We know which HTTP method to use. We know what fields to send. We know the data types of the fields. We don't know a huge amount about what to put in those fields, but it's a start.

How easy would it be to hook that response up to an "Actions" dropdown, and dynamically have the interface built out from it? You could roll out certain features to your client applications without touching the client code.

You can finally fire Gary!

There's quite a few other data formats that support hypermedia, including the awesomely named Hydra.

Actions seem unRESTy

Something I've said fairly recently is that "actions are RPC" ('remote procedure call'), which is… semi accurate. If an API is nothing but actions then it is probably better off as RPC. I'm building a permissions API that accepts a bunch of parameters, then returns true or false if the user has permission. That can stay as RPC.

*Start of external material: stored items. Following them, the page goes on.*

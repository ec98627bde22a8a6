use thiserror::Error;

/// Message shown to users for any failure that is not the provider's own doing.
pub const TRANSIENT_FAILURE_MESSAGE: &str =
    "A technical failure has occurred. Please repeat your request later";

#[derive(Debug, Clone, PartialEq, Error)]
pub enum ProviderError {
    /// Connection problems, timeouts and undecodable bodies. Details are logged, never returned.
    #[error("{}", TRANSIENT_FAILURE_MESSAGE)]
    Transient,

    /// The provider answered with an explicit error message.
    #[error("{0}")]
    Provider(String),
}
use moviefinder_provider::{ProviderError, TRANSIENT_FAILURE_MESSAGE};
use thiserror::Error;

/// Shown when a request arrives without a usable title.
pub const INVALID_REQUEST_MESSAGE: &str =
    "Using correct pattern: /movies?title={expression}[&year={expression}]";

/// Why a resolution ended without a [crate::MovieRecord].
#[derive(Debug, Clone, PartialEq, Error)]
pub enum ResolveError {
    /// The title is missing or empty; nothing was requested upstream.
    #[error("{}", INVALID_REQUEST_MESSAGE)]
    InvalidRequest,

    /// Network or decoding trouble. The details stay in the logs.
    #[error("{}", TRANSIENT_FAILURE_MESSAGE)]
    Transient,

    /// The provider reported an error; its message is passed through verbatim.
    #[error("{0}")]
    Provider(String),

    /// No single movie could be settled on, or its details could not be fetched.
    #[error("{0}")]
    NotFound(String),

    /// The detail record had a field that could not be coerced. Holds the field name.
    #[error("{}", TRANSIENT_FAILURE_MESSAGE)]
    MalformedRecord(String),
}

impl From<ProviderError> for ResolveError {
    fn from(e: ProviderError) -> Self {
        match e {
            ProviderError::Transient => ResolveError::Transient,
            ProviderError::Provider(message) => ResolveError::Provider(message),
        }
    }
}
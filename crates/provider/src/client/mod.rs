pub(crate) mod configuration;

use crate::client::configuration::ProviderSettings;
use crate::{Endpoint, ProviderClient, ProviderError};
use anyhow::{Context, Result};
use async_trait::async_trait;
use moviefinder_cache::{get_or_fetch, CacheKey, ResponseCache};
use reqwest::header::CONTENT_TYPE;
use serde_json::Value;
use std::sync::Arc;
use std::time::Duration;
use tracing::{debug, warn};
use url::Url;

/// A [ProviderClient] for the IMDb-API service, with every request going through a
/// [ResponseCache].
#[derive(Clone)]
pub struct ImdbApiClient {
    http: reqwest::Client,
    settings: ProviderSettings,
    cache: Arc<dyn ResponseCache>,
    ttl: Duration,
}

impl ImdbApiClient {
    /// Create a new [ImdbApiClient]. Every upstream request is bounded by the settings' timeout.
    pub fn new(
        settings: ProviderSettings,
        cache: Arc<dyn ResponseCache>,
        ttl: Duration,
    ) -> Result<Self> {
        let http = reqwest::Client::builder()
            .timeout(settings.timeout)
            .build()
            .context("Failed to build the provider HTTP client.")?;
        debug!(settings = ?settings, "Provider client is ready.");

        Ok(ImdbApiClient {
            http,
            settings,
            cache,
            ttl,
        })
    }

    /// `<endpoint base>/<api key>/<param>`, with each segment percent-encoded.
    fn request_url(&self, endpoint: Endpoint, param: &str) -> Result<Url, ProviderError> {
        let mut url = self.settings.base_url(endpoint).clone();
        match url.path_segments_mut() {
            Ok(mut segments) => {
                segments
                    .pop_if_empty()
                    .push(&self.settings.api_key)
                    .push(param);
            }
            Err(_) => {
                warn!(
                    provider.endpoint = endpoint.as_ref(),
                    "Endpoint URL cannot take path segments."
                );
                return Err(ProviderError::Transient);
            }
        }
        Ok(url)
    }

    async fn fetch(&self, endpoint: Endpoint, url: Url) -> Result<Vec<u8>, ProviderError> {
        debug!(provider.endpoint = endpoint.as_ref(), "Requesting data from the provider.");
        let response = self
            .http
            .get(url)
            .header(CONTENT_TYPE, "application/json")
            .send()
            .await
            .map_err(|e| transport_failure(endpoint, e))?;
        let status = response.status();
        let body = response
            .bytes()
            .await
            .map_err(|e| transport_failure(endpoint, e))?;

        if !status.is_success() {
            warn!(
                provider.endpoint = endpoint.as_ref(),
                http.status = status.as_u16(),
                "Provider answered with an unsuccessful status."
            );
            return Err(match provider_error_message_in(&body) {
                Some(message) => ProviderError::Provider(message),
                None => ProviderError::Transient,
            });
        }
        if body.is_empty() {
            warn!(provider.endpoint = endpoint.as_ref(), "Provider answered with an empty body.");
            return Err(ProviderError::Transient);
        }

        Ok(body.to_vec())
    }
}

#[async_trait]
impl ProviderClient for ImdbApiClient {
    async fn call(&self, endpoint: Endpoint, param: &str) -> Result<Value, ProviderError> {
        let key = CacheKey::for_request(endpoint.as_ref(), param);
        let url = self.request_url(endpoint, param)?;
        let body = get_or_fetch(self.cache.as_ref(), &key, self.ttl, || {
            self.fetch(endpoint, url)
        })
        .await?;

        parse_response(endpoint, &body)
    }
}

fn transport_failure(endpoint: Endpoint, error: reqwest::Error) -> ProviderError {
    let timeout = error.is_timeout();
    // The URL carries the API key.
    let error = error.without_url();
    warn!(
        provider.endpoint = endpoint.as_ref(),
        timeout,
        error = %error,
        "Request to the provider failed."
    );
    ProviderError::Transient
}

fn parse_response(endpoint: Endpoint, body: &[u8]) -> Result<Value, ProviderError> {
    let value: Value = serde_json::from_slice(body).map_err(|e| {
        warn!(
            provider.endpoint = endpoint.as_ref(),
            error = %e,
            "Could not decode the provider response."
        );
        ProviderError::Transient
    })?;
    match provider_error_message(&value) {
        Some(message) => {
            debug!(
                provider.endpoint = endpoint.as_ref(),
                provider.error = %message,
                "Provider reported an error."
            );
            Err(ProviderError::Provider(message))
        }
        None => Ok(value),
    }
}

fn provider_error_message(value: &Value) -> Option<String> {
    value
        .get("errorMessage")
        .and_then(Value::as_str)
        .filter(|m| !m.is_empty())
        .map(String::from)
}

fn provider_error_message_in(body: &[u8]) -> Option<String> {
    serde_json::from_slice::<Value>(body)
        .ok()
        .and_then(|v| provider_error_message(&v))
}
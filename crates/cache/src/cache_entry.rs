use crate::CacheKey;
use chrono::{DateTime, Duration as ChronoDuration, Utc};
use std::time::Duration;

/// A raw response body together with the moment it was stored.
#[derive(Debug, Clone, PartialEq)]
pub struct CacheEntry {
    pub key: CacheKey,
    pub payload: Vec<u8>,
    pub stored_at: DateTime<Utc>,
}

impl CacheEntry {
    /// Create an entry stamped with the current time.
    pub fn new(key: CacheKey, payload: Vec<u8>) -> Self {
        CacheEntry {
            key,
            payload,
            stored_at: Utc::now(),
        }
    }

    /// An entry is fresh while `now - stored_at < ttl`.
    pub fn is_fresh(&self, ttl: Duration, now: DateTime<Utc>) -> bool {
        match ChronoDuration::from_std(ttl) {
            Ok(ttl) => now.signed_duration_since(self.stored_at) < ttl,
            // A TTL too large to represent never expires.
            Err(_) => true,
        }
    }
}
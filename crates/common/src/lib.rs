//! Shared plumbing for the MovieFinder crates.

pub mod environment;
mod environment_variables;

REST is all about a beautiful mixture of data, relationships and actions. Taken from the Siren homepage is this lovely quote:

It's important to note the distinction between link relations and classes. Link relations define a relationship between two resources. Classes define a classification of the nature of the element, be it an entity or an action, in its current representation.

They continue to fit their "add item" link in with the usual expectations for collections and resources, and the add item is still "href": "http://api.x.io/orders/42/items",. This mixture of actions and data actually lines up rather well with what I've said in that article.

A recent talk from Mike Amundsen goes through a number of topics, but specifically Hypermedia (HATEOAS) as a collection of affordances (potential actions that can taken). This quote was up in there:

Information and actions, displayed up to a user through a self-documenting format of awesomeness, with a selection of links that turn a well-tuned client into a crawler instead of just being a CRUD exchange… well that's the whole point of REST.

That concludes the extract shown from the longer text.